ABSTRACT

The election of Narendra Modi in May 2014 as Indian Prime Minister with a landslide majority has raised once again the spectre of religious nationalism in South Asia. Although relations with India’s neighbours in the South Asian Association for Regional Cooperation (SAARC) appear to remain unaffected, the commitment of Modi’s Bharatiya Janata Party (BJP) to the principle of Hindutva remains undiluted – at least at grass-roots level – by the exigencies of ruling 1.25 billion people of diverse faiths, languages, and regional identities. As a form of cultural nationalism, Hindutva may be seen as a discourse of ‘Hindu-ness’ which interpellates2 all Indians as belonging to a Hindu civilization based on a common pan-Indian Hindu national identity.
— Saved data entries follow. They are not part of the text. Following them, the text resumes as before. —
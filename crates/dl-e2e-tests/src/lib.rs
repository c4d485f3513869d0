//! End-to-end tests for dtclink live under `tests/`.
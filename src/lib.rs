//! # Clinsight
//!
//! Clinical risk inference and analysis engine.
//!
//! For a single patient snapshot, this crate answers: what is the risk
//! score, which features drove it, how would it change under a
//! hypothetical modification, how does the patient compare to a reference
//! population, and whether risk is trending up or down over repeated
//! assessments.
//!
//! ## Architecture
//!
//! The crate follows Hexagonal Architecture:
//! - `domain`: Core business types (Patient, Assessment, Trend)
//! - `ports`: Trait definitions for external operations
//! - `adapters`: Concrete implementations (model artifact, CSV population
//!   table, SQLite history)
//! - `application`: Use cases orchestrating domain and ports

pub mod adapters;
pub mod application;
pub mod domain;
pub mod ports;

pub use application::{ClinicalEngine, EngineConfig, EngineStatus, ExplainConfig};
pub use domain::{Assessment, PatientRecord, RiskBand, TrendResult};

use ports::PredictionError;

/// Result type for engine operations
pub type Result<T> = std::result::Result<T, EngineError>;

/// An engine collaborator that can be independently unavailable.
#[derive(Debug, Clone, Copy, PartialEq, Eq)]
pub enum Component {
    /// The fitted classifier artifact
    Scorer,
    /// The attribution background sample
    Explainer,
    /// The reference population table
    Cohort,
}

impl std::fmt::Display for Component {
    fn fmt(&self, f: &mut std::fmt::Formatter<'_>) -> std::fmt::Result {
        match self {
            Self::Scorer => write!(f, "scorer"),
            Self::Explainer => write!(f, "explainer"),
            Self::Cohort => write!(f, "cohort"),
        }
    }
}

/// Main error type for engine operations
#[derive(Debug, thiserror::Error)]
pub enum EngineError {
    /// A required artifact failed to load at startup; the engine is
    /// running degraded and this component is unavailable.
    #[error("{0} not ready: required artifact failed to load")]
    NotReady(Component),

    /// The prepared vector is incompatible with the loaded classifier's
    /// fitted schema. Fatal for the request: a deployment inconsistency.
    #[error("feature mismatch: model expects {expected:?}, got {got:?}")]
    FeatureMismatch {
        expected: Vec<String>,
        got: Vec<String>,
    },

    /// Unexpected numeric failure inside an auxiliary analysis.
    #[error("computation failed: {0}")]
    Computation(String),

    #[error("artifact error: {0}")]
    Artifact(#[from] adapters::ArtifactError),

    #[error("population table error: {0}")]
    Population(#[from] adapters::PopulationError),

    #[error("storage error: {0}")]
    Storage(#[from] adapters::StorageError),

    #[error("IO error: {0}")]
    Io(#[from] std::io::Error),

    #[error("serialization error: {0}")]
    Serialization(#[from] serde_json::Error),
}

impl From<PredictionError> for EngineError {
    fn from(err: PredictionError) -> Self {
        match err {
            PredictionError::FeatureMismatch { expected, got } => {
                Self::FeatureMismatch { expected, got }
            }
            PredictionError::NonFinite => {
                Self::Computation("prediction produced a non-finite value".into())
            }
        }
    }
}
//! Ports layer: Trait definitions for external operations.
//!
//! Following Hexagonal Architecture, these traits define the boundaries
//! between the application and external systems (model artifact, storage).

mod classifier;
mod history;

pub use classifier::{Classifier, PredictionError};
pub use history::HistoryStore;
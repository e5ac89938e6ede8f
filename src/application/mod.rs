//! Application layer: use cases orchestrating domain and ports.

pub mod cohort;
pub mod engine;
pub mod explain;
pub mod features;
pub mod scoring;
pub mod simulate;
pub mod trend;
pub mod worker;

pub use cohort::{CohortService, DEFAULT_TWINS};
pub use engine::{ClinicalEngine, EngineConfig, EngineStatus};
pub use explain::{ExplainConfig, ExplainService};
pub use scoring::ScoringService;
pub use simulate::SimulationService;
pub use trend::{velocity, TrendService, TREND_WINDOW};
pub use worker::{ExplainProgress, ExplainWorker, ExplainWorkerHandle};
//! Risk assessment result types.
//!
//! Covers the outputs of scoring, attribution, counterfactual simulation
//! and trend analysis.

use serde::{Deserialize, Serialize};

use super::patient::PatientRecord;

/// Band boundary between low and moderate risk.
pub const LOW_MODERATE_BOUNDARY: f64 = 0.2;

/// Band boundary between moderate and high risk.
pub const MODERATE_HIGH_BOUNDARY: f64 = 0.6;

/// Risk band classification for a probability score.
#[derive(Debug, Clone, Copy, PartialEq, Eq, Serialize, Deserialize)]
pub enum RiskBand {
    /// Score below 0.2
    Low,
    /// Score in [0.2, 0.6)
    Moderate,
    /// Score at or above 0.6
    High,
}

impl RiskBand {
    /// Classify a probability into its band.
    #[must_use]
    pub fn from_score(score: f64) -> Self {
        if score < LOW_MODERATE_BOUNDARY {
            Self::Low
        } else if score < MODERATE_HIGH_BOUNDARY {
            Self::Moderate
        } else {
            Self::High
        }
    }

    /// Get a human-readable description.
    #[must_use]
    pub fn description(&self) -> &'static str {
        match self {
            Self::Low => "Low risk - No significant indicators",
            Self::Moderate => "Moderate risk - Follow-up recommended",
            Self::High => "High risk - Immediate consultation advised",
        }
    }

    /// Stable storage label.
    #[must_use]
    pub fn as_str(&self) -> &'static str {
        match self {
            Self::Low => "LOW",
            Self::Moderate => "MODERATE",
            Self::High => "HIGH",
        }
    }

    /// Parse a storage label written by [`RiskBand::as_str`].
    #[must_use]
    pub fn parse(label: &str) -> Option<Self> {
        match label {
            "LOW" => Some(Self::Low),
            "MODERATE" => Some(Self::Moderate),
            "HIGH" => Some(Self::High),
            _ => None,
        }
    }
}

impl std::fmt::Display for RiskBand {
    fn fmt(&self, f: &mut std::fmt::Formatter<'_>) -> std::fmt::Result {
        write!(f, "{}", self.as_str())
    }
}

/// A scored patient snapshot.
#[derive(Debug, Clone, Serialize, Deserialize)]
pub struct Assessment {
    /// Probability of the positive class, in [0, 1], exactly as produced
    /// by the fitted classifier.
    pub score: f64,

    /// Band classification of the score.
    pub band: RiskBand,

    /// Timestamp of the assessment
    pub created_at: chrono::DateTime<chrono::Utc>,
}

impl Assessment {
    /// Create an assessment from a raw probability.
    #[must_use]
    pub fn new(score: f64) -> Self {
        Self {
            score,
            band: RiskBand::from_score(score),
            created_at: chrono::Utc::now(),
        }
    }
}

/// Impacts with absolute value at or below this are labeled neutral.
pub const NEUTRAL_IMPACT_ZONE: f64 = 0.01;

/// Qualitative label for a feature's attribution impact.
#[derive(Debug, Clone, Copy, PartialEq, Eq, Serialize, Deserialize)]
#[serde(rename_all = "snake_case")]
pub enum ImpactLabel {
    IncreasesRisk,
    DecreasesRisk,
    Neutral,
}

impl ImpactLabel {
    /// Label a signed impact value per the neutral-zone rule.
    #[must_use]
    pub fn from_impact(impact: f64) -> Self {
        if impact > NEUTRAL_IMPACT_ZONE {
            Self::IncreasesRisk
        } else if impact < -NEUTRAL_IMPACT_ZONE {
            Self::DecreasesRisk
        } else {
            Self::Neutral
        }
    }
}

/// One feature's estimated contribution to the score's deviation from the
/// background average. Positive impact increases risk.
#[derive(Debug, Clone, Serialize, Deserialize)]
pub struct AttributionEntry {
    pub feature: String,
    pub impact: f64,
    pub label: ImpactLabel,
}

impl AttributionEntry {
    /// Create an entry, deriving the qualitative label from the impact.
    #[must_use]
    pub fn new(feature: impl Into<String>, impact: f64) -> Self {
        Self {
            feature: feature.into(),
            impact,
            label: ImpactLabel::from_impact(impact),
        }
    }
}

/// Result of rescoring a record under a counterfactual modification.
#[derive(Debug, Clone, Serialize, Deserialize)]
pub struct SimulationResult {
    /// Score of the unmodified record
    pub original_score: f64,

    /// Score of the modified record
    pub new_score: f64,

    /// original - new; negative means the modification increased risk
    pub risk_reduction: f64,

    /// The full modified record that was scored
    pub modified: PatientRecord,
}

/// A named, clinically motivated improvement scenario.
#[derive(Debug, Clone, Serialize)]
pub struct ScenarioResult {
    pub name: &'static str,

    /// Exact change that was applied
    pub description: String,

    pub original_score: f64,
    pub new_score: f64,
    pub risk_reduction: f64,
}

/// Slope threshold above which the trend is critical.
pub const TREND_CRITICAL_SLOPE: f64 = 0.05;

/// Slope threshold above which the trend is a warning.
pub const TREND_WARNING_SLOPE: f64 = 0.01;

/// Slope threshold below which the trend is improving.
pub const TREND_IMPROVING_SLOPE: f64 = -0.01;

/// Discrete alert state derived from the risk-velocity slope.
#[derive(Debug, Clone, Copy, PartialEq, Eq, Serialize, Deserialize)]
#[serde(rename_all = "snake_case")]
pub enum TrendState {
    /// Slope above 0.05
    Critical,
    /// Slope in (0.01, 0.05]
    Warning,
    /// Slope below -0.01
    Improving,
    /// Slope in [-0.01, 0.01]
    Stable,
    /// Fewer than two history points
    InsufficientData,
}

impl TrendState {
    /// Classify a fitted slope against the fixed thresholds.
    #[must_use]
    pub fn from_slope(slope: f64) -> Self {
        if slope > TREND_CRITICAL_SLOPE {
            Self::Critical
        } else if slope > TREND_WARNING_SLOPE {
            Self::Warning
        } else if slope < TREND_IMPROVING_SLOPE {
            Self::Improving
        } else {
            Self::Stable
        }
    }
}

impl std::fmt::Display for TrendState {
    fn fmt(&self, f: &mut std::fmt::Formatter<'_>) -> std::fmt::Result {
        let text = match self {
            Self::Critical => "Critical: Rapid Risk Increase",
            Self::Warning => "Warning: Rising Risk",
            Self::Improving => "Positive: Risk Decreasing",
            Self::Stable => "Stable",
            Self::InsufficientData => "Insufficient Data",
        };
        write!(f, "{text}")
    }
}

/// Risk velocity over a subject's recent assessments.
#[derive(Debug, Clone, Copy, Serialize, Deserialize)]
pub struct TrendResult {
    /// OLS slope of the recent scores against their index positions,
    /// rounded to 4 decimal places.
    pub slope: f64,

    pub state: TrendState,
}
The BJP point out in their Web site that Hindutva is a ‘nationalist, and not a religious or theocratic, concept’ (Bharatiya Janata Party [BJP], 2014). It, therefore, can be contrasted with Hinduism, the polytheistic and multivalent faith of almost a billion people in South Asia. The violence that occasionally has been carried out in its name should thus be seen as more ‘cultural’ than religious in inspiration since it is motivated by a desire to assimilate – or, in the words of one of its most important advocates, M. S. Golwalkar, ‘digest’ (Sharma, 2011:176) – India’s ethno-religious ‘Others’ into the Hindu ‘Self ’.